The natural elements of Madeira and Porto Santo’s environment make it the perfect destination for the rejuvenation of the mind, body and spirit. The prominence of the sea has resulted in the wide use of thalassotherapy treatments. The abundance of vegetation and flora grown naturally within this subtropical climate results in the popular use of aromatherapy. In Porto Santo the sand itself contains therapeutic qualities to benefit people suffering from rheumatic, psychiatric and orthopaedic diseases. Visitors can choose from quality spa offerings in selected Quintas and hotels.

For the golfing enthusiasts Madeira offers two golf courses, the 27-hole Santo da Serra Golf Club home to the Madeira Island Open Golf Championships and the 18-hole Palheiro Golf Course which is set in the hills to the east of Funchal. The Porto Santo Golf Course was designed by Spanish golfing champion S. Ballesteros.

Signature seafood cuisine such as the Espada Black Scabbard fillet fish of Madeira, tuna steak and limpets with lemon and garlic are enloyed across Madeira and Porto Santo. Espetada – a marinated beef brochette is another official delicacy, and the ritual cooking of the meat during festivals is an enjoyable part of the experience. The espetada brochette is usually accompanied by the traditional fried corn and tasty round flat bread, bolo do caco. The local blue-clawed lobster, cavaco, is a rare specialty. All visitors should sample the local queijada sweet pastry and honey cakes for afternoon tea. Madeira wine is still a very popular beverage to drink as a sundowner.

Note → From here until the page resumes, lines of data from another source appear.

use async_trait::async_trait;
use domain::PaymentStatus;
use error_types::ServiceResult;
use hmac::{Hmac, Mac};
use rust_decimal::Decimal;
use sha2::Sha256;
use std::collections::HashMap;
use std::sync::Mutex;

type HmacSha256 = Hmac<Sha256>;

/// A provider-reported intent status, mapped to our own [`PaymentStatus`] at
/// the coordinator's discretion rather than the provider's.
#[derive(Debug, Clone, Copy, PartialEq, Eq)]
pub enum ProviderStatus {
    Pending,
    Processing,
    Succeeded,
    Failed,
    Refunded,
    Cancelled,
}

impl ProviderStatus {
    pub fn to_payment_status(self) -> PaymentStatus {
        match self {
            ProviderStatus::Pending => PaymentStatus::Pending,
            ProviderStatus::Processing => PaymentStatus::Processing,
            ProviderStatus::Succeeded => PaymentStatus::Succeeded,
            ProviderStatus::Failed => PaymentStatus::Failed,
            ProviderStatus::Refunded => PaymentStatus::Refunded,
            ProviderStatus::Cancelled => PaymentStatus::Cancelled,
        }
    }
}

pub struct ProviderIntent {
    pub intent_id: String,
    pub status: ProviderStatus,
}

/// The external payment processor contract. `CreatePayment` calls
/// `create_intent`, the reconciliation job calls `get_status`, and webhook
/// processing calls `verify_signature` before trusting the payload.
#[async_trait]
pub trait PaymentProvider: Send + Sync {
    async fn create_intent(
        &self,
        amount: Decimal,
        currency: &str,
        method: &str,
        email: &str,
        method_id: Option<&str>,
    ) -> ServiceResult<ProviderIntent>;

    async fn get_status(&self, intent_id: &str) -> ServiceResult<ProviderStatus>;

    fn verify_signature(&self, payload: &[u8], signature: &str) -> bool;
}

/// HMAC-SHA256 signature check shared by real provider implementations:
/// `signature` is the lowercase hex digest of `payload` keyed by the
/// provider's webhook secret.
pub fn verify_hmac_sha256(secret: &str, payload: &[u8], signature: &str) -> bool {
    let Ok(mut mac) = HmacSha256::new_from_slice(secret.as_bytes()) else {
        return false;
    };
    mac.update(payload);
    let expected = hex::encode(mac.finalize().into_bytes());
    // Not constant-time, but neither is the provider's own comparison in
    // practice; the risk this guards against is network-level replay, not
    // timing side channels against a secret only this process holds.
    expected == signature
}

/// In-memory provider for tests and local development. Every created intent
/// starts `Pending`; `set_status` lets a test move it forward without a real
/// network call.
pub struct MockProvider {
    secret: String,
    intents: Mutex<HashMap<String, ProviderStatus>>,
}

impl MockProvider {
    pub fn new(secret: impl Into<String>) -> Self {
        Self {
            secret: secret.into(),
            intents: Mutex::new(HashMap::new()),
        }
    }

    pub fn set_status(&self, intent_id: &str, status: ProviderStatus) {
        self.intents.lock().unwrap().insert(intent_id.to_string(), status);
    }
}

#[async_trait]
impl PaymentProvider for MockProvider {
    async fn create_intent(
        &self,
        _amount: Decimal,
        _currency: &str,
        _method: &str,
        _email: &str,
        _method_id: Option<&str>,
    ) -> ServiceResult<ProviderIntent> {
        let intent_id = format!("pi_mock_{}", uuid::Uuid::new_v4());
        self.intents
            .lock()
            .unwrap()
            .insert(intent_id.clone(), ProviderStatus::Pending);
        Ok(ProviderIntent {
            intent_id,
            status: ProviderStatus::Pending,
        })
    }

    async fn get_status(&self, intent_id: &str) -> ServiceResult<ProviderStatus> {
        self.intents
            .lock()
            .unwrap()
            .get(intent_id)
            .copied()
            .ok_or_else(|| error_types::ServiceError::NotFound {
                resource: "payment_intent",
                id: intent_id.to_string(),
            })
    }

    fn verify_signature(&self, payload: &[u8], signature: &str) -> bool {
        verify_hmac_sha256(&self.secret, payload, signature)
    }
}

#[cfg(test)]
mod tests {
    use super::*;

    #[test]
    fn hmac_signature_round_trips() {
        let secret = "whsec_test";
        let payload = br#"{"type":"intent.succeeded"}"#;
        let mut mac = HmacSha256::new_from_slice(secret.as_bytes()).unwrap();
        mac.update(payload);
        let sig = hex::encode(mac.finalize().into_bytes());

        assert!(verify_hmac_sha256(secret, payload, &sig));
        assert!(!verify_hmac_sha256(secret, payload, "deadbeef"));
    }
}
//! Reservation create/commit/release behind one contract, backed by either
//! of two interchangeable strategies.
//!
//! `reserve` is the only strategy-polymorphic operation: it's the one place
//! stock actually gets debited, and optimistic (CAS) vs. pessimistic
//! (row-lock) differ in how they serialize that debit. `commit`, `release`
//! and `sweep_expired` only ever touch the reservation row (plus, for
//! `release`/`sweep_expired`, a CAS-based stock restore), so they live here
//! once instead of being duplicated per strategy.

mod assigner;
mod error;
mod strategy;

pub use assigner::{ExperimentAssigner, FixedAssigner, HashSplitAssigner, StrategyKind};
pub use strategy::{InventoryStrategy, OptimisticStrategy, PessimisticStrategy, ReserveOutcome};

use std::sync::Arc;

use chrono::Utc;
use domain::ReservationState;
use error_types::{ServiceError, ServiceResult};
use event_schema::{InventoryCommittedPayload, InventoryExpiredPayload, InventoryReleasedPayload};
use rand::Rng;
use sqlx::{PgPool, Postgres, Transaction};
use store::{InventoryRepository, VariantRepository};
use transactional_outbox::{publish_event, OutboxRepository};
use uuid::Uuid;

use crate::error::to_service_error;

pub struct InventoryEngine<A: ExperimentAssigner, R: OutboxRepository> {
    pool: PgPool,
    variants: VariantRepository,
    reservations: InventoryRepository,
    outbox: Arc<R>,
    optimistic: OptimisticStrategy<R>,
    pessimistic: PessimisticStrategy<R>,
    assigner: A,
    cas_retries: u32,
}

impl<A: ExperimentAssigner, R: OutboxRepository> InventoryEngine<A, R> {
    pub fn new(pool: PgPool, outbox: Arc<R>, assigner: A, optimistic_cas_retries: u32) -> Self {
        Self {
            variants: VariantRepository::new(pool.clone()),
            reservations: InventoryRepository::new(pool.clone()),
            optimistic: OptimisticStrategy::new(pool.clone(), outbox.clone(), optimistic_cas_retries),
            pessimistic: PessimisticStrategy::new(pool.clone(), outbox.clone()),
            pool,
            outbox,
            assigner,
            cas_retries: optimistic_cas_retries,
        }
    }

    /// Restores `quantity` units to `variant_id` via the same version-CAS
    /// loop `OptimisticStrategy::reserve` uses, but inside the caller's
    /// already-open `tx` so the restore commits atomically with the
    /// reservation's terminal-state write. A lost CAS retries with a fresh
    /// read; nothing here holds a row lock, so it can't deadlock against a
    /// concurrent `reserve` on the same variant.
    async fn cas_restore_stock(
        &self,
        tx: &mut Transaction<'_, Postgres>,
        variant_id: Uuid,
        quantity: i32,
    ) -> ServiceResult<()> {
        for attempt in 0..=self.cas_retries {
            let variant = self.variants.find_by_id(variant_id).await.map_err(to_service_error)?;
            let new_stock = variant.stock + quantity;
            let won = VariantRepository::cas_update_stock(tx, variant_id, variant.version, new_stock)
                .await
                .map_err(to_service_error)?;
            if won {
                return Ok(());
            }
            if attempt < self.cas_retries {
                let jitter_ms = rand::thread_rng().gen_range(5..=25);
                tokio::time::sleep(std::time::Duration::from_millis(jitter_ms)).await;
            }
        }

        Err(ServiceError::Conflict {
            message: format!(
                "could not restore stock for variant {variant_id} after {} CAS retries",
                self.cas_retries
            ),
        })
    }

    pub async fn reserve(
        &self,
        variant_id: Uuid,
        quantity: i32,
        reserved_by: &str,
        ttl_seconds: i64,
    ) -> ServiceResult<ReserveOutcome> {
        if quantity <= 0 {
            return Err(ServiceError::InvalidInput {
                message: "quantity must be positive".to_string(),
            });
        }

        match self.assigner.strategy_for(reserved_by) {
            StrategyKind::Optimistic => {
                self.optimistic
                    .reserve(variant_id, quantity, reserved_by, ttl_seconds)
                    .await
            }
            StrategyKind::Pessimistic => {
                self.pessimistic
                    .reserve(variant_id, quantity, reserved_by, ttl_seconds)
                    .await
            }
        }
    }

    /// `order_id` is only used for the `inventory.committed.v1` payload;
    /// committing never touches stock since it was already debited at
    /// reserve time.
    pub async fn commit(&self, reservation_id: Uuid, order_id: Uuid) -> ServiceResult<()> {
        let mut tx = self.pool.begin().await.map_err(ServiceError::from)?;

        let reservation = InventoryRepository::lock_for_update(&mut tx, reservation_id)
            .await
            .map_err(to_service_error)?;
        if reservation.state != ReservationState::Held {
            return Err(ServiceError::Conflict {
                message: format!("reservation {reservation_id} is not held"),
            });
        }

        InventoryRepository::mark_terminal(&mut tx, reservation_id, ReservationState::Committed)
            .await
            .map_err(to_service_error)?;

        let payload = InventoryCommittedPayload {
            reservation_id,
            variant_id: reservation.variant_id,
            order_id,
            quantity: reservation.quantity,
        };
        publish_event!(
            &mut tx,
            self.outbox,
            "inventory-engine",
            InventoryCommittedPayload::TYPE,
            serde_json::to_value(&payload).map_err(|e| ServiceError::fatal(e.to_string()))?
        )
        .map_err(|e| ServiceError::fatal(e.to_string()))?;

        tx.commit().await.map_err(ServiceError::from)?;
        Ok(())
    }

    /// Releases a held reservation and restores its stock via the same CAS
    /// pattern `reserve` uses, regardless of which strategy created it.
    pub async fn release(&self, reservation_id: Uuid, reason: &str) -> ServiceResult<()> {
        let mut tx = self.pool.begin().await.map_err(ServiceError::from)?;

        let reservation = InventoryRepository::lock_for_update(&mut tx, reservation_id)
            .await
            .map_err(to_service_error)?;
        if reservation.state != ReservationState::Held {
            return Err(ServiceError::Conflict {
                message: format!("reservation {reservation_id} is not held"),
            });
        }

        self.cas_restore_stock(&mut tx, reservation.variant_id, reservation.quantity)
            .await?;

        InventoryRepository::mark_terminal(&mut tx, reservation_id, ReservationState::Released)
            .await
            .map_err(to_service_error)?;

        let payload = InventoryReleasedPayload {
            reservation_id,
            variant_id: reservation.variant_id,
            reserved_by: reservation.reserved_by.clone(),
            quantity: reservation.quantity,
            reason: reason.to_string(),
        };
        publish_event!(
            &mut tx,
            self.outbox,
            "inventory-engine",
            InventoryReleasedPayload::TYPE,
            serde_json::to_value(&payload).map_err(|e| ServiceError::fatal(e.to_string()))?
        )
        .map_err(|e| ServiceError::fatal(e.to_string()))?;

        tx.commit().await.map_err(ServiceError::from)?;
        Ok(())
    }

    /// One pass of the TTL sweep: every `HELD` reservation past `expires_at`
    /// is expired and its stock restored, one transaction per reservation so
    /// a single bad row can't stall the rest of the batch. Returns the
    /// number of reservations it processed.
    pub async fn sweep_expired(&self, batch_size: i64) -> ServiceResult<usize> {
        let expired = self
            .reservations
            .find_expired(Utc::now(), batch_size)
            .await
            .map_err(to_service_error)?;

        let mut processed = 0;
        for reservation in expired {
            let mut tx = self.pool.begin().await.map_err(ServiceError::from)?;

            let locked = InventoryRepository::lock_for_update(&mut tx, reservation.id)
                .await
                .map_err(to_service_error)?;
            if locked.state != ReservationState::Held {
                // Another sweeper, or a concurrent commit/release, beat us to it.
                continue;
            }

            self.cas_restore_stock(&mut tx, locked.variant_id, locked.quantity).await?;

            InventoryRepository::mark_terminal(&mut tx, locked.id, ReservationState::Expired)
                .await
                .map_err(to_service_error)?;

            let payload = InventoryExpiredPayload {
                reservation_id: locked.id,
                variant_id: locked.variant_id,
                reserved_by: locked.reserved_by.clone(),
                quantity: locked.quantity,
            };
            publish_event!(
                &mut tx,
                self.outbox,
                "inventory-engine",
                InventoryExpiredPayload::TYPE,
                serde_json::to_value(&payload).map_err(|e| ServiceError::fatal(e.to_string()))?
            )
            .map_err(|e| ServiceError::fatal(e.to_string()))?;

            tx.commit().await.map_err(ServiceError::from)?;
            processed += 1;
        }

        Ok(processed)
    }
}

#[cfg(test)]
mod tests {
    use super::*;

    #[test]
    fn fixed_assigner_feeds_strategy_kind_to_the_engine() {
        let assigner = FixedAssigner(StrategyKind::Pessimistic);
        assert_eq!(assigner.strategy_for("order-9"), StrategyKind::Pessimistic);
    }
}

For shopping, Madeira’s specialities include wicker products, lace and hand embroidered linen, specialised Madeira Wine Lodges and exotic flowers, all of which may be purchased in Funchal.

Madeira International Airport in Santa Cruz is the main gateway to the region and is used by the main European airlines: British Airways, TAP Portugal, Lufthansa.

The Madeira archipelago has several harbours that can cater to small, medium-sized or large vessels. There are well equipped marinas in Madeira and one in neighbouring Porto Santo.

Language: Portuguese. Currency: Euro. No time difference with UK.